Este princípio também garante a voluntariedade, ou seja, a autonomia de se resolver o conflito de acordo a sua própria vontade, sem interferência. Um ponto bastante importante é que, ainda que o advogado represente a parte, caberá a ela própria expressar a sua vontade. Para tanto, a atuação do profissional deve ser de maneira colaborativa, para garantir que o mediando consiga expor suas considerações e tenha a palavra final na composição da solução da lide.
- Busca do Consenso
Este princípio não deve ser confundido com a obrigatoriedade de acordo. O principal objetivo da mediação é de restabelecer a comunicação, para que as partes consigam desenvolver uma solução para o litígio. Assim, o consenso se refere à comunicabilidade pacífica, que ao longo do tempo concretizará o acordo ou a possibilidade de um acordo futuro, caso não seja este o resultado da Sessão.
- Confidencialidade
Disposta nos arts. 30 e 31 da Lei 13.140/15 e art. 166, §§ 1º e 2º do Código de Processo Civil. Nas palavras de Theobaldo Spengler,
“confidencialidade é um princípio fundamental a ser observado para que o procedimento da mediação tenha a credibilidade das partes, pois, segundo esse princípio, os assuntos tratados na mediação são de conhecimento apenas das partes e do mediador, não podendo nenhuma delas divulgar as informações obtidas na mediação nem fazer uso delas em juízo”.

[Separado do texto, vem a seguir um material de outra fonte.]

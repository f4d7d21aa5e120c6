//! CART decision tree classifier

use super::{check_fit_input, check_n_features, map_indices, reject_unknown, threshold, Classifier};
use crate::error::{MetaModelError, Result};
use crate::search::params::{ParamAssignment, ParamValue};
use ndarray::{Array1, Array2};
use serde::{Deserialize, Serialize};

const PARAMS: &[&str] = &["max_depth", "min_samples_split", "min_samples_leaf", "criterion"];

/// Decision tree node
#[derive(Debug, Clone, Serialize, Deserialize)]
pub enum TreeNode {
    /// Leaf holding the fraction of positive samples that reached it
    Leaf { proba: f64, n_samples: usize },
    /// Internal node; samples with `x[feature_idx] <= threshold` go left
    Split {
        feature_idx: usize,
        threshold: f64,
        left: Box<TreeNode>,
        right: Box<TreeNode>,
        n_samples: usize,
    },
}

/// Impurity criterion
#[derive(Debug, Clone, Copy, Serialize, Deserialize, PartialEq, Eq)]
pub enum Criterion {
    Gini,
    Entropy,
}

impl Criterion {
    fn as_str(self) -> &'static str {
        match self {
            Criterion::Gini => "gini",
            Criterion::Entropy => "entropy",
        }
    }

    /// Impurity of a node with `n_pos` positives out of `n`
    fn impurity(self, n: usize, n_pos: usize) -> f64 {
        if n == 0 {
            return 0.0;
        }
        let p = n_pos as f64 / n as f64;
        let q = 1.0 - p;
        match self {
            Criterion::Gini => 1.0 - p * p - q * q,
            Criterion::Entropy => {
                let h = |v: f64| if v > 0.0 { -v * v.log2() } else { 0.0 };
                h(p) + h(q)
            }
        }
    }
}

/// Decision tree classifier
#[derive(Debug, Clone, Serialize, Deserialize)]
pub struct DecisionTreeClassifier {
    root: Option<TreeNode>,
    /// Maximum depth, unlimited when `None`
    pub max_depth: Option<usize>,
    /// Minimum samples to split
    pub min_samples_split: usize,
    /// Minimum samples in leaf
    pub min_samples_leaf: usize,
    /// Impurity criterion
    pub criterion: Criterion,
    n_features: usize,
}

impl Default for DecisionTreeClassifier {
    fn default() -> Self {
        Self::new()
    }
}

impl DecisionTreeClassifier {
    pub fn new() -> Self {
        Self {
            root: None,
            max_depth: None,
            min_samples_split: 2,
            min_samples_leaf: 1,
            criterion: Criterion::Gini,
            n_features: 0,
        }
    }

    /// Set maximum depth
    pub fn with_max_depth(mut self, depth: usize) -> Self {
        self.max_depth = Some(depth);
        self
    }

    /// Set criterion
    pub fn with_criterion(mut self, criterion: Criterion) -> Self {
        self.criterion = criterion;
        self
    }

    /// Depth of the fitted tree (0 for a single leaf)
    pub fn depth(&self) -> usize {
        fn node_depth(node: &TreeNode) -> usize {
            match node {
                TreeNode::Leaf { .. } => 0,
                TreeNode::Split { left, right, .. } => 1 + node_depth(left).max(node_depth(right)),
            }
        }
        self.root.as_ref().map_or(0, node_depth)
    }

    fn build_tree(&self, x: &Array2<f64>, y: &Array1<f64>, indices: &[usize], depth: usize) -> TreeNode {
        let n_samples = indices.len();
        let n_pos = indices.iter().filter(|&&i| y[i] == 1.0).count();
        let leaf = TreeNode::Leaf {
            proba: n_pos as f64 / n_samples as f64,
            n_samples,
        };

        let should_stop = n_samples < self.min_samples_split
            || n_samples < 2 * self.min_samples_leaf
            || self.max_depth.map_or(false, |d| depth >= d)
            || n_pos == 0
            || n_pos == n_samples;
        if should_stop {
            return leaf;
        }

        let Some((feature_idx, threshold)) = self.find_best_split(x, y, indices, n_pos) else {
            return leaf;
        };

        let (left_indices, right_indices): (Vec<usize>, Vec<usize>) =
            indices.iter().partition(|&&i| x[[i, feature_idx]] <= threshold);

        TreeNode::Split {
            feature_idx,
            threshold,
            left: Box::new(self.build_tree(x, y, &left_indices, depth + 1)),
            right: Box::new(self.build_tree(x, y, &right_indices, depth + 1)),
            n_samples,
        }
    }

    /// Best `(feature, threshold)` by impurity decrease; features scanned in parallel inside a pool
    fn find_best_split(&self, x: &Array2<f64>, y: &Array1<f64>, indices: &[usize], n_pos: usize) -> Option<(usize, f64)> {
        let n = indices.len();
        let parent = self.criterion.impurity(n, n_pos);
        let min_leaf = self.min_samples_leaf;

        map_indices(x.ncols(), |feature_idx| {
            let mut sorted: Vec<(f64, bool)> =
                indices.iter().map(|&i| (x[[i, feature_idx]], y[i] == 1.0)).collect();
            sorted.sort_by(|a, b| a.0.partial_cmp(&b.0).unwrap_or(std::cmp::Ordering::Equal));

            let mut best: Option<(f64, f64)> = None;
            let mut left_pos = 0usize;
            for k in 1..n {
                if sorted[k - 1].1 {
                    left_pos += 1;
                }
                if sorted[k - 1].0 == sorted[k].0 || k < min_leaf || n - k < min_leaf {
                    continue;
                }
                let weighted = (k as f64 * self.criterion.impurity(k, left_pos)
                    + (n - k) as f64 * self.criterion.impurity(n - k, n_pos - left_pos))
                    / n as f64;
                let gain = parent - weighted;
                if gain > best.map_or(0.0, |b| b.0) {
                    best = Some((gain, (sorted[k - 1].0 + sorted[k].0) / 2.0));
                }
            }
            best.map(|(gain, threshold)| (feature_idx, threshold, gain))
        })
        .into_iter()
        .flatten()
        // Lowest feature index wins ties so fits are deterministic
        .fold(None, |acc: Option<(usize, f64, f64)>, cand| match acc {
            Some(a) if a.2 > cand.2 || (a.2 == cand.2 && a.0 < cand.0) => Some(a),
            _ => Some(cand),
        })
        .map(|(f, t, _)| (f, t))
    }

    fn predict_sample(node: &TreeNode, x: &Array2<f64>, row: usize) -> f64 {
        match node {
            TreeNode::Leaf { proba, .. } => *proba,
            TreeNode::Split { feature_idx, threshold, left, right, .. } => {
                if x[[row, *feature_idx]] <= *threshold {
                    Self::predict_sample(left, x, row)
                } else {
                    Self::predict_sample(right, x, row)
                }
            }
        }
    }
}

impl Classifier for DecisionTreeClassifier {
    fn name(&self) -> &'static str {
        "DecisionTreeClassifier"
    }

    fn get_params(&self) -> ParamAssignment {
        let mut params = ParamAssignment::new();
        params.insert("max_depth".to_string(), ParamValue::from(self.max_depth));
        params.insert("min_samples_split".to_string(), ParamValue::from(self.min_samples_split));
        params.insert("min_samples_leaf".to_string(), ParamValue::from(self.min_samples_leaf));
        params.insert("criterion".to_string(), ParamValue::from(self.criterion.as_str()));
        params
    }

    fn set_params(&mut self, params: &ParamAssignment) -> Result<()> {
        reject_unknown(self.name(), params, PARAMS)?;
        let mut next = self.clone();
        for (name, value) in params {
            match name.as_str() {
                "max_depth" => {
                    let depth = value.to_optional_usize(name)?;
                    if depth == Some(0) {
                        return Err(MetaModelError::invalid_param(name, value, "must be >= 1 or None"));
                    }
                    next.max_depth = depth;
                }
                "min_samples_split" => {
                    let v = value.to_usize(name)?;
                    if v < 2 {
                        return Err(MetaModelError::invalid_param(name, value, "must be >= 2"));
                    }
                    next.min_samples_split = v;
                }
                "min_samples_leaf" => {
                    let v = value.to_usize(name)?;
                    if v < 1 {
                        return Err(MetaModelError::invalid_param(name, value, "must be >= 1"));
                    }
                    next.min_samples_leaf = v;
                }
                "criterion" => {
                    next.criterion = match value.to_str(name)? {
                        "gini" => Criterion::Gini,
                        "entropy" => Criterion::Entropy,
                        _ => return Err(MetaModelError::invalid_param(name, value, "expected 'gini' or 'entropy'")),
                    }
                }
                _ => unreachable!("rejected above"),
            }
        }
        *self = next;
        Ok(())
    }

    fn fit(&mut self, x: &Array2<f64>, y: &Array1<f64>) -> Result<()> {
        check_fit_input(x, y)?;
        self.n_features = x.ncols();
        let indices: Vec<usize> = (0..x.nrows()).collect();
        self.root = Some(self.build_tree(x, y, &indices, 0));
        Ok(())
    }

    fn predict(&self, x: &Array2<f64>) -> Result<Array1<f64>> {
        Ok(threshold(self.predict_proba(x)?))
    }

    fn predict_proba(&self, x: &Array2<f64>) -> Result<Array1<f64>> {
        let root = self.root.as_ref().ok_or(MetaModelError::ModelNotFitted)?;
        check_n_features(self.n_features, x)?;
        Ok((0..x.nrows()).map(|row| Self::predict_sample(root, x, row)).collect())
    }

    fn clone_unfitted(&self) -> Box<dyn Classifier> {
        Box::new(Self {
            root: None,
            n_features: 0,
            ..self.clone()
        })
    }
}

Assim, o mediador tem o dever de informar sobre o sigilo no início e ao longo da sessão para que haja o estabelecimento da confiança no procedimento, de modo que nenhum dos participantes possa coletar as informações reveladas.
O autor Luiz A. Scavone Junior, esclarece que “sendo assim, qualquer prova apresentada posteriormente em processo judicial ou arbitral em desrespeito à confidencialidade será prova ilícita e, nessa medida, não deve ser admitida com a determinação do seu desentranhamento (§ 2º do art. 30 da Lei 13.140/2015)".
Um exemplo prático, é a possibilidade da realização de sessões individuais (ou privadas), durante da mediação. Nesta oportunidade, permanecem na sala apenas o mediador e uma das partes e seu advogado, e todos os temas tratados ao longo desta somente serão revelados à outra parte se houver o seu consentimento.
Mas, existem exceções ao princípio da confidencialidade, que ocorrem quando é revelada a ocorrência de crime de ação pública e as informações que devem ser prestadas à administração tributária, dispostos no art. 30, §§ 3º e 4º da Lei de Mediação.
- Boa-fé
Este princípio é muito bem definido por Theobaldo Spengler, em sua obra sobre Mediação, Conciliação e Arbitragem, que ensina:
“esse princípio informa que o procedimento da mediação deve ser norteado pela boa-fé objetiva, ou seja, as partes e o mediador bem como as informações e relatos trazidos à mediação gozam de boa-fé objetiva, pois nesse procedimento não se fala em documentos, muito menos em provas, presume-se que todos estejam de boa-fé para solucionar o conflito de forma amistosa”.
Sendo imprescindível para que seja estabelecido um diálogo, a boa-fé é também conceituada por Fernanda Tartuce, que complementa “consiste no sentimento e no convencimento íntimos quanto à lealdade, à honestidade e à justiça do próprio comportamento em vista da realização dos fins para os quais este é direcionado”.
Para que a mediação tenha sucesso, mesmo que não haja acordo, é essencial que todos os sujeitos encarem o procedimento de maneira séria e leal, ainda que a cultura litigante esteja enraizada, compreender que há um caminho para ganhos mútuos e mais benéfico é a chave que os conflitos sejam solucionados definitivamente.